Silva et al. afirma que a infecção por Saccharomyces cerevisiae é clinicamente
indissociável da fungemia por cândida albicans. De qualquer maneira a clínica
da candidíase é a mesma para todos os tipos, sendo importante uma outra
classificação em simples e grave recorrente. Esta última é classificada quando
a mulher apresenta quatro episódios ou mais dentro de um ano, o que corresponde
a 5% dos casos. ´
Os sintomas
da candidíase são: prurido, ardência, corrimento grumoso e sem odor,
dispareunia, disúria externa, eritema, fissuras vulvares, edema vulvar, escoriações
pelo ato de coçar. As escoriações por vezes podem complicar para pústulas a
depender da intensidade do prurido. Outra característica bem ligada ao
mecanismo de entrada do fungo no organismo é a presença de placas
esbranquiçadas nas paredes vaginais. Pode ocorrer também a colpite, chegando a
ser erosiva quando a resposta inflamatória é muito intensa.
O diagnóstico
pode ser obtido, na maioria das vezes pela clínica, mas nos casos de candidíase
recorrente o melhor é realizar cultura do raspado – com espátula de Ayre ou
swab – das paredes vaginais e colo, onde estão as placas. Isso porque a
sensibilidade do exame Papanicolau é de apenas 25% para pacientes com cultura
positiva. O teste de wiff, quando se utiliza o hidróxido de potássio a 10%
esperando-se a exalação de odor fétido – nos casos de vaginose – não ocorre. A
visualização das hifas à microscopia é muito característica da candidíase. É necessário afastar a dermatite de contato,
investigando o uso de absorventes e papel higiênico, sabonetes e o sêmem do parceiro.

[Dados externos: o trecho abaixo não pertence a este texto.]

//! Multilingual text: parallel forms keyed by language tag.

use indexmap::IndexMap;
use smol_str::SmolStr;

use crate::error::LiftError;
use crate::text::form::Form;

/// A collection of [`Form`]s, at most one per language tag.
///
/// Insertion order is preserved so a loaded document writes its languages
/// back in the order they appeared.
#[derive(Debug, Clone, Default, PartialEq)]
pub struct MultiText {
    forms: IndexMap<SmolStr, Form>,
}

impl MultiText {
    pub fn new() -> Self {
        Self::default()
    }

    pub fn is_empty(&self) -> bool {
        self.forms.is_empty()
    }

    pub fn len(&self) -> usize {
        self.forms.len()
    }

    /// Add a form; fails if the language is already present.
    pub fn add_form(&mut self, form: Form) -> Result<(), LiftError> {
        if self.forms.contains_key(form.lang()) {
            return Err(LiftError::duplicate_language(form.lang(), "multitext"));
        }
        self.forms.insert(SmolStr::new(form.lang()), form);
        Ok(())
    }

    /// Add a form, replacing any existing form for the same language.
    ///
    /// This is the editing-path mutation; the parser only ever uses
    /// [`MultiText::add_form`].
    pub fn add_or_replace_form(&mut self, form: Form) {
        self.forms.insert(SmolStr::new(form.lang()), form);
    }

    pub fn remove_form(&mut self, lang: &str) -> Option<Form> {
        self.forms.shift_remove(lang)
    }

    pub fn get(&self, lang: &str) -> Option<&Form> {
        self.forms.get(lang)
    }

    pub fn get_mut(&mut self, lang: &str) -> Option<&mut Form> {
        self.forms.get_mut(lang)
    }

    /// Plain-text content for a language, if present.
    pub fn text(&self, lang: &str) -> Option<String> {
        self.forms.get(lang).map(Form::text)
    }

    pub fn languages(&self) -> impl Iterator<Item = &str> {
        self.forms.keys().map(SmolStr::as_str)
    }

    pub fn forms(&self) -> impl Iterator<Item = &Form> {
        self.forms.values()
    }

    pub fn forms_mut(&mut self) -> impl Iterator<Item = &mut Form> {
        self.forms.values_mut()
    }

    /// The first form in insertion order, if any.
    pub fn first_form(&self) -> Option<&Form> {
        self.forms.values().next()
    }
}

#[cfg(test)]
mod tests {
    use super::*;

    #[test]
    fn one_form_per_language() {
        let mut mt = MultiText::new();
        mt.add_form(Form::with_text("en", "cat")).unwrap();
        let err = mt.add_form(Form::with_text("en", "feline")).unwrap_err();
        assert!(matches!(err, LiftError::DuplicateLanguage { .. }));
        assert_eq!(mt.len(), 1);
        assert_eq!(mt.text("en").as_deref(), Some("cat"));
    }

    #[test]
    fn replace_is_explicit() {
        let mut mt = MultiText::new();
        mt.add_form(Form::with_text("en", "cat")).unwrap();
        mt.add_or_replace_form(Form::with_text("en", "feline"));
        assert_eq!(mt.text("en").as_deref(), Some("feline"));
    }

    #[test]
    fn preserves_insertion_order() {
        let mut mt = MultiText::new();
        mt.add_form(Form::with_text("seh", "nyoka")).unwrap();
        mt.add_form(Form::with_text("en", "snake")).unwrap();
        mt.add_form(Form::with_text("pt", "cobra")).unwrap();
        let langs: Vec<_> = mt.languages().collect();
        assert_eq!(langs, ["seh", "en", "pt"]);
    }
}
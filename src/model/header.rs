//! Header declarations: ranges (named value spaces) and field definitions.

use smol_str::SmolStr;

use crate::model::extensible::{
    Annotation, Described, Field, HasAnnotations, HasFields, HasTraits, Trait,
};
use crate::text::MultiText;

/// The document header: a description plus the range and field-definition
/// catalogs.
#[derive(Debug, Clone, Default, PartialEq)]
pub struct Header {
    pub description: MultiText,
    pub ranges: Vec<Range>,
    pub field_definitions: Vec<FieldDefinition>,
}

impl Header {
    pub fn new() -> Self {
        Self::default()
    }

    pub fn is_empty(&self) -> bool {
        self.description.is_empty() && self.ranges.is_empty() && self.field_definitions.is_empty()
    }

    pub fn range(&self, id: &str) -> Option<&Range> {
        self.ranges.iter().find(|r| r.id == id)
    }

    pub fn field_definition(&self, name: &str) -> Option<&FieldDefinition> {
        self.field_definitions.iter().find(|f| f.name == name)
    }
}

/// A named value space declared in the header and referenced by
/// field definitions. Range ids are unique within a document.
#[derive(Debug, Clone, PartialEq)]
pub struct Range {
    pub id: String,
    /// Set when the range content lives in an external catalog file.
    pub href: Option<String>,
    pub guid: Option<String>,
    pub label: MultiText,
    pub abbreviation: MultiText,
    pub description: MultiText,
    pub elements: Vec<RangeElement>,
}

impl Range {
    pub fn new(id: impl Into<String>) -> Self {
        Self {
            id: id.into(),
            href: None,
            guid: None,
            label: MultiText::new(),
            abbreviation: MultiText::new(),
            description: MultiText::new(),
            elements: Vec::new(),
        }
    }

    pub fn element(&self, id: &str) -> Option<&RangeElement> {
        self.elements.iter().find(|e| e.id == id)
    }
}

impl Described for Range {
    fn describe(&self) -> String {
        format!("range '{}'", self.id)
    }
}

/// One member of a range, optionally parented to another member of the
/// same range (forming a hierarchy of values).
#[derive(Debug, Clone, PartialEq)]
pub struct RangeElement {
    pub id: String,
    pub parent: Option<String>,
    pub label: MultiText,
    pub abbreviation: MultiText,
    pub description: MultiText,
    pub fields: Vec<Field>,
    pub traits: Vec<Trait>,
    pub annotations: Vec<Annotation>,
}

impl RangeElement {
    pub fn new(id: impl Into<String>) -> Self {
        Self {
            id: id.into(),
            parent: None,
            label: MultiText::new(),
            abbreviation: MultiText::new(),
            description: MultiText::new(),
            fields: Vec::new(),
            traits: Vec::new(),
            annotations: Vec::new(),
        }
    }
}

impl Described for RangeElement {
    fn describe(&self) -> String {
        format!("range-element '{}'", self.id)
    }
}

impl HasFields for RangeElement {
    fn fields(&self) -> &[Field] {
        &self.fields
    }
    fn fields_mut(&mut self) -> &mut Vec<Field> {
        &mut self.fields
    }
}

impl HasTraits for RangeElement {
    fn traits(&self) -> &[Trait] {
        &self.traits
    }
    fn traits_mut(&mut self) -> &mut Vec<Trait> {
        &mut self.traits
    }
}

impl HasAnnotations for RangeElement {
    fn annotations(&self) -> &[Annotation] {
        &self.annotations
    }
    fn annotations_mut(&mut self) -> &mut Vec<Annotation> {
        &mut self.annotations
    }
}

// ============================================================================
// FIELD DEFINITIONS
// ============================================================================

/// The declared value shape of a field definition.
#[derive(Debug, Clone, Copy, PartialEq, Eq)]
pub enum FieldType {
    Datetime,
    Integer,
    Option,
    OptionCollection,
    OptionSequence,
    Multistring,
    Multitext,
}

impl FieldType {
    /// Parse a declared type keyword; unknown keywords yield `None`.
    pub fn from_keyword(keyword: &str) -> Option<Self> {
        match keyword {
            "datetime" => Some(Self::Datetime),
            "integer" => Some(Self::Integer),
            "option" => Some(Self::Option),
            "option-collection" => Some(Self::OptionCollection),
            "option-sequence" => Some(Self::OptionSequence),
            "multistring" => Some(Self::Multistring),
            "multitext" => Some(Self::Multitext),
            _ => None,
        }
    }

    pub fn as_keyword(&self) -> &'static str {
        match self {
            Self::Datetime => "datetime",
            Self::Integer => "integer",
            Self::Option => "option",
            Self::OptionCollection => "option-collection",
            Self::OptionSequence => "option-sequence",
            Self::Multistring => "multistring",
            Self::Multitext => "multitext",
        }
    }

    /// The definition shape this value type implies.
    pub fn kind(&self) -> FieldKind {
        match self {
            Self::Datetime
            | Self::Integer
            | Self::Option
            | Self::OptionCollection
            | Self::OptionSequence => FieldKind::Trait,
            Self::Multistring | Self::Multitext => FieldKind::Field,
        }
    }
}

/// Whether a field definition describes a trait, a field, or could not be
/// classified yet.
///
/// Definitions without a declared type stay `Unknown` until the finalize
/// pass resolves them against the trait and field names actually used in
/// the document.
#[derive(Debug, Clone, Copy, Default, PartialEq, Eq)]
pub enum FieldKind {
    Field,
    Trait,
    #[default]
    Unknown,
}

/// An entity kind a field definition may apply to.
#[derive(Debug, Clone, Copy, PartialEq, Eq)]
pub enum FieldTarget {
    Entry,
    Sense,
    Example,
    Variant,
    Pronunciation,
    Note,
    Etymology,
    Relation,
    Reversal,
    Range,
    RangeElement,
}

impl FieldTarget {
    pub fn from_keyword(keyword: &str) -> Option<Self> {
        match keyword {
            "entry" => Some(Self::Entry),
            "sense" => Some(Self::Sense),
            "example" => Some(Self::Example),
            "variant" => Some(Self::Variant),
            "pronunciation" => Some(Self::Pronunciation),
            "note" => Some(Self::Note),
            "etymology" => Some(Self::Etymology),
            "relation" => Some(Self::Relation),
            "reversal" => Some(Self::Reversal),
            "range" => Some(Self::Range),
            "range-element" => Some(Self::RangeElement),
            _ => None,
        }
    }

    pub fn as_keyword(&self) -> &'static str {
        match self {
            Self::Entry => "entry",
            Self::Sense => "sense",
            Self::Example => "example",
            Self::Variant => "variant",
            Self::Pronunciation => "pronunciation",
            Self::Note => "note",
            Self::Etymology => "etymology",
            Self::Relation => "relation",
            Self::Reversal => "reversal",
            Self::Range => "range",
            Self::RangeElement => "range-element",
        }
    }
}

/// A header-level declaration of a trait's or field's expected shape and
/// applicable targets.
#[derive(Debug, Clone, PartialEq)]
pub struct FieldDefinition {
    pub name: SmolStr,
    pub value_type: Option<FieldType>,
    pub applies_to: Vec<FieldTarget>,
    /// Id of the range supplying this definition's value space.
    pub option_range: Option<String>,
    pub kind: FieldKind,
}

impl FieldDefinition {
    pub fn new(name: impl Into<SmolStr>) -> Self {
        Self {
            name: name.into(),
            value_type: None,
            applies_to: Vec::new(),
            option_range: None,
            kind: FieldKind::Unknown,
        }
    }

    /// Set the declared value type, deriving the kind from it.
    pub fn set_value_type(&mut self, value_type: FieldType) {
        self.kind = value_type.kind();
        self.value_type = Some(value_type);
    }
}

#[cfg(test)]
mod tests {
    use super::*;
    use rstest::rstest;

    #[rstest]
    #[case("datetime", FieldKind::Trait)]
    #[case("integer", FieldKind::Trait)]
    #[case("option", FieldKind::Trait)]
    #[case("option-collection", FieldKind::Trait)]
    #[case("option-sequence", FieldKind::Trait)]
    #[case("multistring", FieldKind::Field)]
    #[case("multitext", FieldKind::Field)]
    fn declared_type_implies_kind(#[case] keyword: &str, #[case] expected: FieldKind) {
        let ty = FieldType::from_keyword(keyword).unwrap();
        assert_eq!(ty.kind(), expected);
        assert_eq!(ty.as_keyword(), keyword);
    }

    #[test]
    fn unknown_keyword_is_rejected() {
        assert_eq!(FieldType::from_keyword("blob"), None);
    }

    #[test]
    fn undeclared_type_stays_unknown() {
        let def = FieldDefinition::new("cv-pattern");
        assert_eq!(def.kind, FieldKind::Unknown);
    }

    #[test]
    fn set_value_type_updates_kind() {
        let mut def = FieldDefinition::new("from-part-of-speech");
        def.set_value_type(FieldType::OptionCollection);
        assert_eq!(def.kind, FieldKind::Trait);
    }
}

Em muitos casos de candidíase recorrente é salutar solicitar a cultura de
esperma do parceiro, pois pode ser a fonte de contaminação.
FIGURAS 03 E 04: Placas formadas com o acúmulo de Cândidas
TRATAMENTO
Para a
candidíase não complicada a primeira opção são cremes vaginais. Para o
Ministério da Saúde a primeira opção é o Miconazol creme via vaginal por sete
noites. Esse creme é ideal nos casos de candidíase por Cândida albicans e não
albicans. Outra opção é a nistatina, utilizada por 14 dias, respondendo melhor
nos casos de contaminação por cândida albicans. Como segunda opção tem-se o
tratamento via oral com fluconazol 150 mg dose única, ou itraconazol 200 mg
12/12h por um dia. O tratamento oral é de segunda escolha por haver a chance de
causar cefaleia, náuseas e dor abdominal.
Na candidíase
complicada deve-se evitar o uso de cremes de amplo espectro. As medicações
orais são preferidas. Alguns estudos recomendam a utilização da terapia com
creme por 14 dias, aliado a 100, 150 ou 200 mg de fluconazol 1x ao dia,
repetidos nos 1°, 4° e 7° dias. Para casos mais graves deve-se fazer o
seguimento, que é realizado com fluconazol 150 mg por seis meses nessa
sequencia de dias e caso haja recidiva esse seguimento durará um ano.
Quando a
paciente apresenta recorrência com corrimento abundante e menos espesso, além
de ardor mais intenso que o prurido deve-se desconfiar de candidíase não
albincans. Nesses casos se utiliza o acido bórico 600 mg via vaginal
diariamente por duas semanas, o que resolve mais de 70% dos casos. Pode-se
repetir esse período com duas doses na semana. Se falha utiliza-se flucitosina
a 17% 5 gramas por dia via vaginal à noite durante duas semanas. Por fim resta
a anfotericina B supositório por 14 dias via vaginal.
Quando se
desconfia que a reação inflamatória é alérgica e não simplesmente pela presença
de cândida, pode-se utilizar acetato de medroxiprogesterona 150 mg
intramuscular e uso de iogurte por via oral para dessensibilização aos
lactobacilos. Na desconfiança de dermatite de contato deve-se utilizar qualquer
anti-histamínico, mas cuidado, pois não devem ser utilizados junto com os
triazólicos por risco de cardiopatia. O uso do iogurte e da medroxiprogesterona
não é totalmente comprovado.
Para os que
estiverem em uso de fluconazol lembrar que esse medicamento interage com
anticoagulantes, anticonvulsivantes, hipoglicemiantes e teofilina.